Author of Dream of the Cosmos (Archive Publishing, Dorset, England, 2013) ;The Myth of the Goddess: Evolution of an Image, 1992) Anne delves for light in history, following paths not yet made, seeking the story that came before the story in pursuit of clarity about so much that has been lost to us.

Was there a story that preceded the 6th c. BCE Creation Story in the Book of Genesis of the Hebrew Bible? And if so, how was it lost? Here is what Anne’s research found:

I loved her more than health or beauty,

preferred her to the light,

since her radiance never sleeps.

(The Book of Wisdom, 7:10 Jerusalem Bible)

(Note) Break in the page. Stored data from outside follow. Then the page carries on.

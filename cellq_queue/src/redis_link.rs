//! Redis lists as the broker: producers `RPUSH`, the worker `LPOP`s.

use crate::{Connector, QueueConnection};
use cellq_core::settings::BrokerSettings;
use cellq_core::{CellqError, Result};
use redis::aio::MultiplexedConnection;
use redis::{AsyncCommands, Client as RedisClient};

/// Opens connections to the Redis server holding the queues
#[derive(Clone)]
pub struct RedisConnector {
    redis_client: RedisClient,
}

impl RedisConnector {
    /// Create a new connector with the specified Redis URL
    pub fn new(redis_url: &str) -> Result<Self> {
        let redis_client = RedisClient::open(redis_url)?;
        Ok(Self { redis_client })
    }

    /// Create a connector from broker settings without encoding credentials into a URL
    pub fn from_settings(settings: &BrokerSettings) -> Result<Self> {
        let info = redis::ConnectionInfo {
            addr: redis::ConnectionAddr::Tcp(settings.host.clone(), settings.port),
            redis: redis::RedisConnectionInfo {
                username: Some(settings.username.clone()),
                password: Some(settings.password.clone()),
                ..Default::default()
            },
        };
        let redis_client = RedisClient::open(info)?;
        Ok(Self { redis_client })
    }
}

impl Connector for RedisConnector {
    type Connection = RedisConnection;

    async fn connect(&self) -> Result<RedisConnection> {
        let conn = self
            .redis_client
            .get_multiplexed_async_connection()
            .await?;
        Ok(RedisConnection { conn, open: true })
    }
}

/// A Redis connection that remembers whether it has seen a connection fault
pub struct RedisConnection {
    conn: MultiplexedConnection,
    open: bool,
}

impl RedisConnection {
    fn observe<T>(&mut self, result: redis::RedisResult<T>) -> Result<T> {
        result.map_err(|err| {
            let err = CellqError::Redis(err);
            if err.is_connection_fault() {
                self.open = false;
            }
            err
        })
    }
}

impl QueueConnection for RedisConnection {
    fn is_open(&self) -> bool {
        self.open
    }

    async fn pop(&mut self, queue: &str) -> Result<Option<Vec<u8>>> {
        let popped = self.conn.lpop::<_, Option<Vec<u8>>>(queue, None).await;
        self.observe(popped)
    }

    async fn push(&mut self, queue: &str, body: &[u8]) -> Result<()> {
        let pushed = self.conn.rpush::<_, _, ()>(queue, body).await;
        self.observe(pushed)
    }
}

Solomon, to whom the Book of Wisdom is ascribed, built the First Temple in Jerusalem in the tenth century BCE. In the time of the First Temple, Israel had an ancient, shamanic, visionary tradition. Divine Wisdom was worshipped in this First Temple as the Goddess Asherah, the consort of Yahweh and the co-creator of the world with him. In this tradition the Tree of life was associated with Wisdom, Queen of Heaven.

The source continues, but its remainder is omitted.